On 7/20/2017 1:20 AM, Vladimir Panteleev wrote:
Later that day, I mentioned in passing that we might make building D part of the
build process (of a project using D code), since building the compiler took only
3 seconds on my machine.
To quote my colleague:
"Whaaaaaaaaaaat? How can a compiler compile in 3 seconds?!"
Back in the 80's (!) computer magazines regularly ran C compiler benchmark
results. (At one time I counted 30 C compilers available for the PC.)
I took a class at Standford on compilers, which included a lot of info on data
flow analysis. I decided to implement it. Data flow analysis optimizations
basically deleted the benchmark code, because it didn't do anything (lots of
dead assignments). This compiler was released as Datalight Optimum C.

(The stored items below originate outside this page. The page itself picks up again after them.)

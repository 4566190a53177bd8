//! Target reference creation.
//!
//! # Responsibilities
//! - Ensure an LB config references a cluster or a standalone instance
//! - Reject server references to clustered instances and the admin server
//!
//! # Design Decisions
//! - Idempotent: an existing reference is a no-op success
//! - The existence check is repeated inside the transaction so concurrent
//!   callers still end up with a single reference

use crate::error::{AdminError, AdminResult, ObjectKind, TargetKindViolation};
use crate::store::model::{CLUSTER_REF, SERVER_REF};
use crate::store::{ClusterRef, ConfigNode, ConfigStore, LbConfig, RefKind, ServerRef, TargetRef};

/// What `ensure_*_ref` did.
#[derive(Debug, Clone, Copy, PartialEq, Eq)]
pub enum RefOutcome {
    Created,
    AlreadyPresent,
}

/// Adds cluster and server references to LB configs.
#[derive(Debug, Clone, Copy)]
pub struct RefCreator<'a> {
    store: &'a ConfigStore,
}

impl<'a> RefCreator<'a> {
    pub fn new(store: &'a ConfigStore) -> Self {
        Self { store }
    }

    /// Ensure `config` references the cluster `cluster`.
    pub fn ensure_cluster_ref(
        &self,
        config: &ConfigNode<LbConfig>,
        cluster: &str,
    ) -> AdminResult<RefOutcome> {
        if config.snapshot().contains(RefKind::Cluster, cluster) {
            tracing::debug!(
                lb_config = %config.key(),
                cluster = %cluster,
                "cluster-ref already exists"
            );
            return Ok(RefOutcome::AlreadyPresent);
        }

        let outcome = self.store.mutator().apply(config, |tx| {
            if tx.contains(RefKind::Cluster, cluster) {
                return Ok(RefOutcome::AlreadyPresent);
            }
            let child = tx.create_child(CLUSTER_REF, cluster, ClusterRef::new(cluster))?;
            tx.refs.push(TargetRef::Cluster(child));
            Ok(RefOutcome::Created)
        })?;

        if outcome.value == RefOutcome::Created {
            tracing::info!(
                cluster = %cluster,
                lb_config = %config.snapshot().name,
                "Added cluster to load balancer config"
            );
        }
        Ok(outcome.value)
    }

    /// Ensure `config` references the standalone instance `server`.
    pub fn ensure_server_ref(
        &self,
        config: &ConfigNode<LbConfig>,
        server: &str,
    ) -> AdminResult<RefOutcome> {
        if config.snapshot().contains(RefKind::Server, server) {
            tracing::debug!(
                lb_config = %config.key(),
                server = %server,
                "server-ref already exists"
            );
            return Ok(RefOutcome::AlreadyPresent);
        }

        let instance = self
            .store
            .server(server)
            .ok_or_else(|| AdminError::not_found(ObjectKind::Server, server))?;
        if !instance.is_standalone_instance() {
            return Err(AdminError::invalid_target_kind(
                server,
                TargetKindViolation::NotStandaloneInstance,
            ));
        }

        let outcome = self.store.mutator().apply(config, |tx| {
            if tx.contains(RefKind::Server, server) {
                return Ok(RefOutcome::AlreadyPresent);
            }
            let child = tx.create_child(SERVER_REF, server, ServerRef::new(server))?;
            tx.refs.push(TargetRef::Server(child));
            Ok(RefOutcome::Created)
        })?;

        if outcome.value == RefOutcome::Created {
            tracing::info!(
                server = %server,
                lb_config = %config.snapshot().name,
                "Added server to load balancer config"
            );
        }
        Ok(outcome.value)
    }
}

#[cfg(test)]
mod tests {
    use super::*;
    use crate::config::loader::parse_config;
    use crate::store::{PropertyVeto, TransactionFailure};

    fn store() -> ConfigStore {
        let config = parse_config(
            r#"
            [[clusters]]
            name = "cluster1"

            [[servers]]
            name = "server"
            admin = true

            [[servers]]
            name = "c1-inst1"
            cluster = "cluster1"

            [[servers]]
            name = "instance1"

            [[lb_configs]]
            name = "lb-config-1"
            "#,
        )
        .unwrap();
        ConfigStore::from_config(&config)
    }

    #[test]
    fn test_cluster_ref_is_idempotent() {
        let store = store();
        let config = store.lb_config("lb-config-1").unwrap();
        let creator = RefCreator::new(&store);

        assert_eq!(creator.ensure_cluster_ref(&config, "cluster1").unwrap(), RefOutcome::Created);
        assert_eq!(
            creator.ensure_cluster_ref(&config, "cluster1").unwrap(),
            RefOutcome::AlreadyPresent
        );

        let snapshot = config.snapshot();
        assert_eq!(snapshot.refs.len(), 1);
        assert_eq!(
            snapshot.refs[0].key().as_str(),
            "lb-configs/lb-config[lb-config-1]/cluster-ref[cluster1]"
        );
        assert_eq!(config.version(), 1);
    }

    #[test]
    fn test_server_ref_for_standalone_instance() {
        let store = store();
        let config = store.lb_config("lb-config-1").unwrap();
        let creator = RefCreator::new(&store);

        assert_eq!(creator.ensure_server_ref(&config, "instance1").unwrap(), RefOutcome::Created);
        assert_eq!(
            creator.ensure_server_ref(&config, "instance1").unwrap(),
            RefOutcome::AlreadyPresent
        );
        assert!(config.snapshot().server_ref("instance1").is_some());
    }

    #[test]
    fn test_server_ref_rejects_clustered_and_admin_servers() {
        let store = store();
        let config = store.lb_config("lb-config-1").unwrap();
        let creator = RefCreator::new(&store);

        for name in ["c1-inst1", "server"] {
            let err = creator.ensure_server_ref(&config, name).unwrap_err();
            assert!(matches!(
                err,
                AdminError::InvalidTargetKind {
                    violation: TargetKindViolation::NotStandaloneInstance,
                    ..
                }
            ));
        }
        assert!(config.snapshot().refs.is_empty());
        assert_eq!(config.version(), 0);
    }

    #[test]
    fn test_unknown_server() {
        let store = store();
        let config = store.lb_config("lb-config-1").unwrap();
        let err = RefCreator::new(&store).ensure_server_ref(&config, "ghost").unwrap_err();
        assert!(matches!(err, AdminError::NotFound { kind: ObjectKind::Server, .. }));
    }

    #[test]
    fn test_invalid_child_leaves_config_untouched() {
        let store = store();
        let config = store.lb_config("lb-config-1").unwrap();

        let err = RefCreator::new(&store).ensure_cluster_ref(&config, " ").unwrap_err();
        assert!(matches!(
            err,
            AdminError::Transaction(TransactionFailure::Veto {
                veto: PropertyVeto { property: "ref", .. },
                ..
            })
        ));
        assert!(config.snapshot().refs.is_empty());
    }

    #[test]
    fn test_rejected_commit_is_fatal() {
        let store = store();
        store
            .mutator()
            .register_veto(std::sync::Arc::new(
                |_: &crate::store::NodeKey| -> Result<(), String> { Err("disk full".to_string()) },
            ));
        let config = store.lb_config("lb-config-1").unwrap();

        let err = RefCreator::new(&store).ensure_cluster_ref(&config, "cluster1").unwrap_err();
        assert!(matches!(err, AdminError::Transaction(TransactionFailure::Rejected { .. })));
        assert!(config.snapshot().refs.is_empty());
    }
}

The article writer concluded that the compiler had a giant bug in it, because it
ran the benchmarks impossibly fast, because it deleted the dead code. Instead of
being lauded as the only C compiler on the PC that did global data flow
analysis, it was labeled as a buggy piece of crap.
By the time we dug ourselves out of that PR disaster, other compilers had
implemented it, too.
Ironically, these days DMD gets repeatedly charged with not doing data flow
analysis, and clang is assumed to have invented data flow analysis.